December is boom or bust
  |  First Published: December 2013

The first days of summer will be issuing in a new form of heat even more intense and foreboding than the previous three months of spring. But for all those who can hack a windless, overcast day up a tropical creek where the only chance of a cool off is the sweat running down your back, the rewards can be fantastic.

Supercharged creek and estuary systems will follow from the many spawning aggregations of fish, crustaceans and molluscs. Like every other creature on earth, those of the aquatic world will be looking to feast after getting laid. Its energy sapping stuff doing your business amongst stiff competition in the underwater world and following on from a successful spawn, many critters will be hanging with the crowd and looking for trouble.

The build up to the wet season will increase water temperatures and anglers will often find December a far more productive month fishing wise than any other month of summer. Remembering that up in Cape York, the intense heat, a reversal of prevailing winds and periodically dropping barometer can all throw fish off the bite. However these same conditions can intensify a bite time when it happens. It’s a real boom and bust time of year and successful anglers will be tuned in to localised conditions. A late morning wind change, an offshore colour change, a touch of algae in the water column could be just some of the clues combined with so many others to make a location either productive or completely devoid of fish life. These subtle clues can be used by anglers and are often the difference between two boats fishing the same area with the same techniques and getting different results.

Let’s look at some examples. Creeks and rivers, lagoons and billabongs will be at their lowest levels of the year. For various reasons this can make the fishing tricky and fish hard to tempt, however the decreased water levels will pack fish into a smaller area and key bite times of early morning and dusk can really turn on the goods. Fish such as saratoga, sooty grunter, tarpon, archerfish, barramundi and mangrove jack may all lay dormant throughout the day, only to light up for an hour just around dusk, ready to pounce on well placed poppers, fizzers and surface presentations.

Where pools are created in the many Cape York rivers at the end of a long hot dry season, it can seem to the casual observer that all the fish have deserted the scene. Casting lure after lure at likely looking snags throughout the middle of the day can be so unproductive that many anglers will succumb to the heat and flies! Other more canny anglers will be using the first and final glimpses of daylight to fish the head and tail areas of pools and lagoons. Shallow rocky areas which hold bait may have nothing doing until that last twinkle before dark, when fish materialise from the deeper green waters and begin foraging the shallows and cursing the surface.

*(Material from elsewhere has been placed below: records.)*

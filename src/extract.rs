//! Page detail extraction for advanced scans.
//!
//! Selector lookup tables per page type; pure functions over the fetched
//! HTML so they can be tested without a network.

use crate::models::{PageDetails, UrlType};
use crate::url_utils::resolve_against;
use lazy_static::lazy_static;
use regex::Regex;
use scraper::{Html, Selector};

lazy_static! {
    static ref WHITESPACE: Regex = Regex::new(r"\s+").unwrap();
    static ref NON_PRICE: Regex = Regex::new(r"[^\d.,]").unwrap();
}

/// Extract details appropriate to the page type
pub fn extract_details(html: &str, page_url: &str, url_type: UrlType) -> PageDetails {
    match url_type {
        UrlType::Product => extract_product_details(html, page_url),
        UrlType::Category => extract_category_details(html),
        UrlType::Blog => extract_blog_details(html),
        UrlType::Tag | UrlType::Page => PageDetails::default(),
    }
}

/// Title, price, description and images from a product page
pub fn extract_product_details(html: &str, page_url: &str) -> PageDetails {
    let document = Html::parse_document(html);

    let title = first_text(
        &document,
        &["h1", r#"[itemprop="name"]"#, "title"],
    );

    let price = first_text(
        &document,
        &[r#"[itemprop="price"]"#, ".price", "[data-price]"],
    )
    .map(|raw| NON_PRICE.replace_all(&raw, "").to_string())
    .filter(|p| !p.is_empty());

    let description = first_text(
        &document,
        &[r#"[itemprop="description"]"#, ".product-description"],
    )
    .or_else(|| meta_description(&document));

    let mut images = Vec::new();
    let img = Selector::parse("img").expect("Invalid CSS selector");
    for element in document.select(&img) {
        let src = element
            .value()
            .attr("src")
            .or_else(|| element.value().attr("data-src"));
        if let Some(src) = src {
            if src.contains("product") || src.contains("images") {
                let absolute = if src.starts_with("http") {
                    src.to_string()
                } else {
                    match resolve_against(page_url, src) {
                        Some(resolved) => resolved,
                        None => continue,
                    }
                };
                if !images.contains(&absolute) {
                    images.push(absolute);
                }
            }
        }
    }

    PageDetails {
        title,
        price,
        description,
        images,
        ..PageDetails::default()
    }
}

/// Title and description from a category listing page
pub fn extract_category_details(html: &str) -> PageDetails {
    let document = Html::parse_document(html);

    PageDetails {
        title: first_text(&document, &["h1", "title"]),
        description: meta_description(&document)
            .or_else(|| first_text(&document, &[".category-description"])),
        ..PageDetails::default()
    }
}

/// Title, description, author and publish date from a blog post
pub fn extract_blog_details(html: &str) -> PageDetails {
    let document = Html::parse_document(html);

    PageDetails {
        title: first_text(&document, &["h1", "title"]),
        description: meta_description(&document)
            .or_else(|| first_text(&document, &["article p"])),
        author: first_text(&document, &[r#"[itemprop="author"]"#, ".author"]),
        publish_date: first_attr(&document, r#"[itemprop="datePublished"]"#, "content")
            .or_else(|| first_text(&document, &[".published-date"])),
        ..PageDetails::default()
    }
}

/// First non-empty text content among the given selectors, in order
fn first_text(document: &Html, selectors: &[&str]) -> Option<String> {
    for raw in selectors {
        let selector = Selector::parse(raw).expect("Invalid CSS selector");
        if let Some(element) = document.select(&selector).next() {
            let text: String = element.text().collect();
            let cleaned = WHITESPACE.replace_all(text.trim(), " ").to_string();
            if !cleaned.is_empty() {
                return Some(cleaned);
            }
        }
    }
    None
}

fn first_attr(document: &Html, raw: &str, attr: &str) -> Option<String> {
    let selector = Selector::parse(raw).expect("Invalid CSS selector");
    document
        .select(&selector)
        .next()
        .and_then(|element| element.value().attr(attr))
        .map(|v| v.trim().to_string())
        .filter(|v| !v.is_empty())
}

fn meta_description(document: &Html) -> Option<String> {
    first_attr(document, r#"meta[name="description"]"#, "content")
}
//! Permissive sitemap XML parsing with a tolerant fallback scan.
//!
//! The structured pass walks the XML events case-insensitively and ignores
//! anything it does not recognize. When that fails - or finds nothing - a
//! relaxed tag scan pulls `<url>` and `<sitemap>` blocks straight out of
//! the markup. Zero entries from both strategies is an explicit error, not
//! an empty success.

use crate::models::SitemapEntry;
use lazy_static::lazy_static;
use quick_xml::events::Event;
use quick_xml::Reader;
use regex::Regex;

/// Which document shape a sitemap resolves to
#[derive(Debug, Clone, Copy, PartialEq, Eq)]
pub enum SitemapKind {
    /// A sitemapindex: entries point at other sitemap documents
    Index,
    /// A urlset: entries point at pages directly
    UrlSet,
}

/// Which parse strategy produced the entries
#[derive(Debug, Clone, Copy, PartialEq, Eq)]
pub enum ParseStrategy {
    Structured,
    FallbackScan,
}

/// Parsed sitemap document
#[derive(Debug, Clone)]
pub struct ParsedSitemap {
    pub kind: SitemapKind,
    pub entries: Vec<SitemapEntry>,
    pub strategy: ParseStrategy,
}

#[derive(Debug, Clone, thiserror::Error)]
pub enum ParseError {
    #[error("no URLs found in sitemap")]
    NoUrlsFound,

    #[error("XML error: {0}")]
    Xml(String),
}

/// Parse sitemap XML into a typed list of entries.
///
/// Tries the structured parse first; on failure or zero entries falls back
/// to the relaxed tag scan. The returned [`ParseStrategy`] records which
/// one succeeded.
pub fn parse_sitemap(xml: &str) -> Result<ParsedSitemap, ParseError> {
    match structured_parse(xml) {
        Ok(parsed) if !parsed.entries.is_empty() => return Ok(parsed),
        Ok(_) => {}
        Err(e) => tracing::debug!(error = %e, "structured sitemap parse failed, trying fallback scan"),
    }

    let fallback = fallback_scan(xml);
    if fallback.entries.is_empty() {
        return Err(ParseError::NoUrlsFound);
    }
    Ok(fallback)
}

/// Event-based parse, case-insensitive on tag names, trimming text values,
/// skipping unknown elements.
fn structured_parse(xml: &str) -> Result<ParsedSitemap, ParseError> {
    let mut reader = Reader::from_str(xml);
    let config = reader.config_mut();
    config.trim_text(true);
    config.check_end_names = false;

    let mut kind: Option<SitemapKind> = None;
    let mut entries = Vec::new();
    let mut current: Option<SitemapEntry> = None;
    let mut field: Option<Field> = None;
    let mut text = String::new();

    loop {
        match reader.read_event() {
            Ok(Event::Start(e)) => {
                // Full qualified name: namespaced tags like <image:loc>
                // must not be mistaken for <loc>
                let name = e.name().as_ref().to_ascii_lowercase();
                match name.as_slice() {
                    b"sitemapindex" => kind = Some(SitemapKind::Index),
                    b"urlset" => kind = Some(SitemapKind::UrlSet),
                    b"sitemap" => {
                        kind.get_or_insert(SitemapKind::Index);
                        current = Some(SitemapEntry::new(String::new()));
                    }
                    b"url" => {
                        kind.get_or_insert(SitemapKind::UrlSet);
                        current = Some(SitemapEntry::new(String::new()));
                    }
                    b"loc" => field = start_field(&current, Field::Loc, &mut text),
                    b"lastmod" => field = start_field(&current, Field::Lastmod, &mut text),
                    b"changefreq" => field = start_field(&current, Field::Changefreq, &mut text),
                    b"priority" => field = start_field(&current, Field::Priority, &mut text),
                    _ => {}
                }
            }
            Ok(Event::Text(e)) => {
                if field.is_some() {
                    let value = e
                        .unescape()
                        .map_err(|err| ParseError::Xml(err.to_string()))?;
                    text.push_str(&value);
                }
            }
            Ok(Event::CData(e)) => {
                if field.is_some() {
                    text.push_str(&String::from_utf8_lossy(&e.into_inner()));
                }
            }
            Ok(Event::End(e)) => {
                let name = e.name().as_ref().to_ascii_lowercase();
                match name.as_slice() {
                    b"loc" | b"lastmod" | b"changefreq" | b"priority" => {
                        if let (Some(entry), Some(which)) = (current.as_mut(), field.take()) {
                            let value = text.trim().to_string();
                            if !value.is_empty() {
                                match which {
                                    Field::Loc => entry.loc = value,
                                    Field::Lastmod => entry.lastmod = Some(value),
                                    Field::Changefreq => entry.changefreq = Some(value),
                                    Field::Priority => entry.priority = Some(value),
                                }
                            }
                        }
                    }
                    b"sitemap" | b"url" => {
                        if let Some(entry) = current.take() {
                            if !entry.loc.is_empty() {
                                entries.push(entry);
                            }
                        }
                    }
                    _ => {}
                }
            }
            Ok(Event::Eof) => break,
            Ok(_) => {}
            Err(e) => return Err(ParseError::Xml(e.to_string())),
        }
    }

    Ok(ParsedSitemap {
        kind: kind.unwrap_or(SitemapKind::UrlSet),
        entries,
        strategy: ParseStrategy::Structured,
    })
}

#[derive(Clone, Copy)]
enum Field {
    Loc,
    Lastmod,
    Changefreq,
    Priority,
}

fn start_field(current: &Option<SitemapEntry>, which: Field, text: &mut String) -> Option<Field> {
    if current.is_some() {
        text.clear();
        Some(which)
    } else {
        None
    }
}

lazy_static! {
    static ref ENTRY_BLOCK: Regex =
        Regex::new(r"(?is)<(url|sitemap)\b[^>]*>(.*?)</\s*(?:url|sitemap)\s*>").unwrap();
    static ref LOC: Regex = Regex::new(r"(?is)<loc[^>]*>(.*?)</\s*loc\s*>").unwrap();
    static ref LASTMOD: Regex = Regex::new(r"(?is)<lastmod[^>]*>(.*?)</\s*lastmod\s*>").unwrap();
    static ref CHANGEFREQ: Regex =
        Regex::new(r"(?is)<changefreq[^>]*>(.*?)</\s*changefreq\s*>").unwrap();
    static ref PRIORITY: Regex = Regex::new(r"(?is)<priority[^>]*>(.*?)</\s*priority\s*>").unwrap();
}

/// Relaxed tag scan over markup too broken for the structured parse.
///
/// Entries without a `loc` are discarded. Index-ness is detected from the
/// presence of `<sitemap>` blocks or a `sitemapindex` root anywhere in the
/// content.
fn fallback_scan(content: &str) -> ParsedSitemap {
    let mut entries = Vec::new();
    let mut saw_sitemap_block = false;

    for caps in ENTRY_BLOCK.captures_iter(content) {
        if caps[1].eq_ignore_ascii_case("sitemap") {
            saw_sitemap_block = true;
        }
        let block = &caps[2];

        let loc = match first_capture(&LOC, block) {
            Some(loc) if !loc.is_empty() => loc,
            _ => continue,
        };

        entries.push(SitemapEntry {
            loc,
            lastmod: first_capture(&LASTMOD, block),
            changefreq: first_capture(&CHANGEFREQ, block),
            priority: first_capture(&PRIORITY, block),
        });
    }

    let kind = if saw_sitemap_block || content.to_lowercase().contains("sitemapindex") {
        SitemapKind::Index
    } else {
        SitemapKind::UrlSet
    };

    ParsedSitemap {
        kind,
        entries,
        strategy: ParseStrategy::FallbackScan,
    }
}

fn first_capture(re: &Regex, block: &str) -> Option<String> {
    re.captures(block)
        .map(|caps| unescape_entities(caps[1].trim()))
        .filter(|s| !s.is_empty())
}

/// Undo the five predefined XML entities; the fallback scan reads raw text
fn unescape_entities(text: &str) -> String {
    text.replace("&lt;", "<")
        .replace("&gt;", ">")
        .replace("&quot;", "\"")
        .replace("&apos;", "'")
        .replace("&amp;", "&")
}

The incoming tide will have a similar effect late in the afternoon of concentrating fish around the mouth area of creeks and rivers. December will have some very large tides, making fishing a little tricky on occasion. Look for currents and back eddies near the sandy mouth of a creek which are accentuated by the large tides. Keep trying techniques and locations until you find fish and then concentrate lures and live baits in that area. Don't keep moving on straight away, because you may be leaving the site of a potential hot bite.

Out in the bays and reefy areas surrounding Cape York, be prepared to use your sounder and look for lumpy areas detached from the main reef or shoreline. Particularly in late spring and early summer, many reef dwellers will be aggregating a short distance from structure or even over adjacent sandy patches. Try fishing the leading current-charged edge of structure and don't forget to try out wider first, dropping soft plastics and baits to those spots slightly deeper than the structure seen near the surface. Golden snapper, emperors, snappers, coral trout and black jewfish are all prime targets for this type of fishing and can all be taken on spin gear with weighted soft plastics.

Make the most out of your chances to wet a line in December, especially if the threatening storms and wet weather fail to materialise. The following few months of January, February and March can often be a write-off for fishing in far north, so get a few fish for Christmas while the going's good!